# Using Ferts with dechlorinator



## gollum456 (14 Oct 2010)

just a thought, if the dechlor is supposed to bind metals in the water, won't it counteract the DIY tropica that i'm adding?
i have tried to search this in the forum with no luck.

cheers, scott


----------



## ceg4048 (14 Oct 2010)

Hi Scott,
            It may do a little, but so what? Just add more if needed and be done with it. This is not really anything to worry about. If your plants are not showing symptoms of Fe deficiency for example, then that means all is well. If you do see signs of deficiency then simply add more Fe. 

It's much more important to be able to read your tank than to try to figure out what's happening at the molecular level. This is the same question people ask about Activated Carbon products, which also sequesters some nutrient ions. If you add more nutrients then you'll overwhelm the product that removes the nutrients.

In the grand scheme, it doesn't take that much more to make this a non-factor.

Cheers,


----------



## dw1305 (14 Oct 2010)

Hi all,
It is only really relevant for iron (Fe), the other lighter metals (K+, Mg++ etc.) are relatively lightly bound by a chelator.
If the de-chlorinator you use has EDTA in it, and Iron in solution in the water column (Fe2+ or Fe3+) it will bind the iron ions, and these will displace any other cations (K+, Mg++ etc.).

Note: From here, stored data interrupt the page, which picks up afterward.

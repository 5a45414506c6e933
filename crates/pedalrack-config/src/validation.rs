//! Parameter validation and coercion.
//!
//! [`coerce`] turns a raw JSON value supplied for one parameter into a typed
//! [`ParamValue`], following the parameter's [`ParamSpec`]: type coercion first,
//! then inclusive `min`/`max` bounds, then the declared transform.
//!
//! # Example
//!
//! ```rust
//! use pedalrack_config::validation::{ParamValue, coerce};
//! use pedalrack_registry::ParamSpec;
//! use serde_json::json;
//!
//! let spec = ParamSpec::float(0.5, 0.0, 1.0);
//! assert_eq!(coerce("mix", &spec, &json!("0.25")).unwrap(), ParamValue::Float(0.25));
//! assert!(coerce("mix", &spec, &json!(1.5)).is_err());
//! ```

use pedalrack_registry::{ParamSpec, ParamType, Transform};
use serde::Serialize;
use serde_json::{Map, Value};
use std::fmt;
use std::path::PathBuf;
use thiserror::Error;

use crate::sandbox;

/// Why a request could not be resolved.
///
/// Every variant names the offending effect, parameter, or value, and the
/// messages are safe to show to the client that sent the request.
#[derive(Debug, Error, Clone, PartialEq)]
pub enum ValidationError {
    /// Unknown effect type.
    #[error("unknown effect type: {0}")]
    UnknownEffect(String),

    /// Parameters not declared by the effect.
    #[error("unsupported parameter(s) for '{effect}': {}", .params.join(", "))]
    UnknownParameters {
        /// Canonical effect id.
        effect: String,
        /// Offending names, sorted.
        params: Vec<String>,
    },

    /// A required parameter resolved to null.
    #[error("parameter '{param}' is required for effect '{effect}'")]
    MissingParameter {
        /// Canonical effect id.
        effect: String,
        /// Parameter name.
        param: String,
    },

    /// Value could not be read as a number.
    #[error("parameter '{0}' must be a number")]
    NotANumber(String),

    /// Value could not be read as an integer.
    #[error("parameter '{0}' must be an integer")]
    NotAnInteger(String),

    /// Enum parameter without any options to choose from.
    #[error("no options defined for enum parameter '{0}'")]
    NoOptions(String),

    /// Value is not one of the allowed options.
    #[error("invalid value '{value}' for parameter '{param}'; allowed: {}", .allowed.join(", "))]
    NotAnOption {
        /// Parameter name.
        param: String,
        /// Value as received, stringified.
        value: String,
        /// Options at the time of the check.
        allowed: Vec<String>,
    },

    /// Required string or file parameter was empty.
    #[error("parameter '{0}' requires a non-empty value")]
    Empty(String),

    /// Dict parameter received something other than an object.
    #[error("parameter '{0}' must be an object")]
    NotAnObject(String),

    /// Below the inclusive minimum.
    #[error("parameter '{param}' must be >= {min}, received {value}")]
    BelowMinimum {
        /// Parameter name.
        param: String,
        /// Coerced value.
        value: f64,
        /// Inclusive minimum.
        min: f64,
    },

    /// Above the inclusive maximum.
    #[error("parameter '{param}' must be <= {max}, received {value}")]
    AboveMaximum {
        /// Parameter name.
        param: String,
        /// Coerced value.
        value: f64,
        /// Inclusive maximum.
        max: f64,
    },

    /// File reference resolves outside its asset root.
    #[error("parameter '{param}' must refer to a file inside its asset directory")]
    SandboxViolation {
        /// Parameter name.
        param: String,
        /// Name as supplied.
        name: String,
    },

    /// File reference resolves inside the root but nothing is there.
    #[error("parameter '{param}': file not found: {name}")]
    FileNotFound {
        /// Parameter name.
        param: String,
        /// Name as supplied.
        name: String,
    },

    /// Failure of one effect within a chain.
    #[error("effect at position {index} ('{effect}'): {source}")]
    AtPosition {
        /// Zero-based chain position.
        index: usize,
        /// Effect type as requested.
        effect: String,
        /// Underlying failure.
        #[source]
        source: Box<ValidationError>,
    },
}

impl ValidationError {
    /// Innermost error, unwrapping chain positions.
    pub fn root_cause(&self) -> &ValidationError {
        match self {
            ValidationError::AtPosition { source, .. } => source.root_cause(),
            other => other,
        }
    }
}

/// Result type for validation operations.
pub type ValidationResult<T> = Result<T, ValidationError>;

/// A coerced, engine-ready parameter value.
#[derive(Debug, Clone, PartialEq, Serialize)]
#[serde(untagged)]
pub enum ParamValue {
    /// `float` parameter.
    Float(f64),
    /// `int` parameter.
    Int(i64),
    /// `bool` parameter.
    Bool(bool),
    /// `enum` parameter, one of its options.
    Choice(String),
    /// `string` parameter, or a `file` parameter without a transform.
    Text(String),
    /// `file` parameter after sandbox resolution.
    Path(PathBuf),
    /// `dict` parameter.
    Map(Map<String, Value>),
}

impl ParamValue {
    /// Numeric view used for bounds checks.
    pub fn as_f64(&self) -> Option<f64> {
        match self {
            ParamValue::Float(v) => Some(*v),
            ParamValue::Int(v) => Some(*v as f64),
            _ => None,
        }
    }

    /// The value as a JSON value.
    pub fn to_json(&self) -> Value {
        match self {
            ParamValue::Float(v) => Value::from(*v),
            ParamValue::Int(v) => Value::from(*v),
            ParamValue::Bool(v) => Value::Bool(*v),
            ParamValue::Choice(s) | ParamValue::Text(s) => Value::String(s.clone()),
            ParamValue::Path(p) => Value::String(p.to_string_lossy().into_owned()),
            ParamValue::Map(m) => Value::Object(m.clone()),
        }
    }
}

impl fmt::Display for ParamValue {
    fn fmt(&self, f: &mut fmt::Formatter<'_>) -> fmt::Result {
        match self {
            ParamValue::Float(v) => write!(f, "{v}"),
            ParamValue::Int(v) => write!(f, "{v}"),
            ParamValue::Bool(v) => write!(f, "{v}"),
            ParamValue::Choice(s) | ParamValue::Text(s) => f.write_str(s),
            ParamValue::Path(p) => write!(f, "{}", p.display()),
            ParamValue::Map(m) => write!(f, "{}", Value::Object(m.clone())),
        }
    }
}

/// Coerce a raw value for parameter `name` according to `spec`.
///
/// # Errors
///
/// Returns the first rule the value breaks: type coercion, option membership,
/// emptiness, bounds, or the transform.
pub fn coerce(name: &str, spec: &ParamSpec, raw: &Value) -> ValidationResult<ParamValue> {
    let value = coerce_type(name, spec, raw)?;
    check_bounds(name, spec, &value)?;
    apply_transform(name, spec, value)
}

fn coerce_type(name: &str, spec: &ParamSpec, raw: &Value) -> ValidationResult<ParamValue> {
    match spec.kind {
        ParamType::Float => to_float(raw)
            .map(ParamValue::Float)
            .ok_or_else(|| ValidationError::NotANumber(name.to_string())),
        ParamType::Int => to_int(raw)
            .map(ParamValue::Int)
            .ok_or_else(|| ValidationError::NotAnInteger(name.to_string())),
        ParamType::Bool => Ok(ParamValue::Bool(to_bool(raw))),
        ParamType::Enum => {
            let options = spec
                .options
                .resolve()
                .filter(|options| !options.is_empty())
                .ok_or_else(|| ValidationError::NoOptions(name.to_string()))?;
            let value = stringify(raw);
            if options.contains(&value) {
                Ok(ParamValue::Choice(value))
            } else {
                Err(ValidationError::NotAnOption {
                    param: name.to_string(),
                    value,
                    allowed: options,
                })
            }
        }
        ParamType::String => {
            let value = text_or_empty(raw);
            if spec.required && value.is_empty() {
                return Err(ValidationError::Empty(name.to_string()));
            }
            Ok(ParamValue::Text(value))
        }
        ParamType::File => {
            let value = text_or_empty(raw);
            if spec.required && value.is_empty() {
                return Err(ValidationError::Empty(name.to_string()));
            }
            if !value.is_empty()
                && let Some(options) = spec.options.resolve()
                && !options.is_empty()
                && !options.contains(&value)
            {
                return Err(ValidationError::NotAnOption {
                    param: name.to_string(),
                    value,
                    allowed: options,
                });
            }
            Ok(ParamValue::Text(value))
        }
        ParamType::Dict => match raw {
            Value::Null => Ok(ParamValue::Map(Map::new())),
            Value::Object(map) => Ok(ParamValue::Map(map.clone())),
            _ => Err(ValidationError::NotAnObject(name.to_string())),
        },
    }
}

fn check_bounds(name: &str, spec: &ParamSpec, value: &ParamValue) -> ValidationResult<()> {
    let Some(v) = value.as_f64() else {
        return Ok(());
    };
    if let Some(min) = spec.min
        && v < min
    {
        return Err(ValidationError::BelowMinimum {
            param: name.to_string(),
            value: v,
            min,
        });
    }
    if let Some(max) = spec.max
        && v > max
    {
        return Err(ValidationError::AboveMaximum {
            param: name.to_string(),
            value: v,
            max,
        });
    }
    Ok(())
}

fn apply_transform(name: &str, spec: &ParamSpec, value: ParamValue) -> ValidationResult<ParamValue> {
    match (&spec.transform, value) {
        (Transform::SandboxedFile { root }, ParamValue::Text(file)) if !file.is_empty() => {
            sandbox::resolve_in_root(name, root, &file).map(ParamValue::Path)
        }
        (_, value) => Ok(value),
    }
}

fn to_float(raw: &Value) -> Option<f64> {
    match raw {
        Value::Number(n) => n.as_f64(),
        Value::String(s) => s.trim().parse::<f64>().ok().filter(|v| v.is_finite()),
        Value::Bool(b) => Some(if *b { 1.0 } else { 0.0 }),
        _ => None,
    }
}

fn to_int(raw: &Value) -> Option<i64> {
    match raw {
        Value::Number(n) => n.as_i64().or_else(|| n.as_f64().map(|f| f.trunc() as i64)),
        Value::String(s) => s.trim().parse::<i64>().ok(),
        Value::Bool(b) => Some(i64::from(*b)),
        _ => None,
    }
}

fn to_bool(raw: &Value) -> bool {
    match raw {
        Value::String(s) => matches!(s.to_lowercase().as_str(), "1" | "true" | "yes" | "on"),
        Value::Null => false,
        Value::Bool(b) => *b,
        Value::Number(n) => n.as_f64().is_some_and(|v| v != 0.0),
        Value::Array(items) => !items.is_empty(),
        Value::Object(map) => !map.is_empty(),
    }
}

fn stringify(raw: &Value) -> String {
    match raw {
        Value::String(s) => s.clone(),
        other => other.to_string(),
    }
}

fn text_or_empty(raw: &Value) -> String {
    match raw {
        Value::Null => String::new(),
        other => stringify(other),
    }
}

The iron will then become available over time as the ligands that chelate the iron ions (think of them as like "velcro") are unzipped by light (they will "photo-degrade"). 

So the answer is it will have little effect, the down-side of this is that if you had a water supply with heavy metals in it, and these had been de-activated by the chelation agent, their ions would also be displaced by the iron ions, and would become toxic again.

cheers Darrel


----------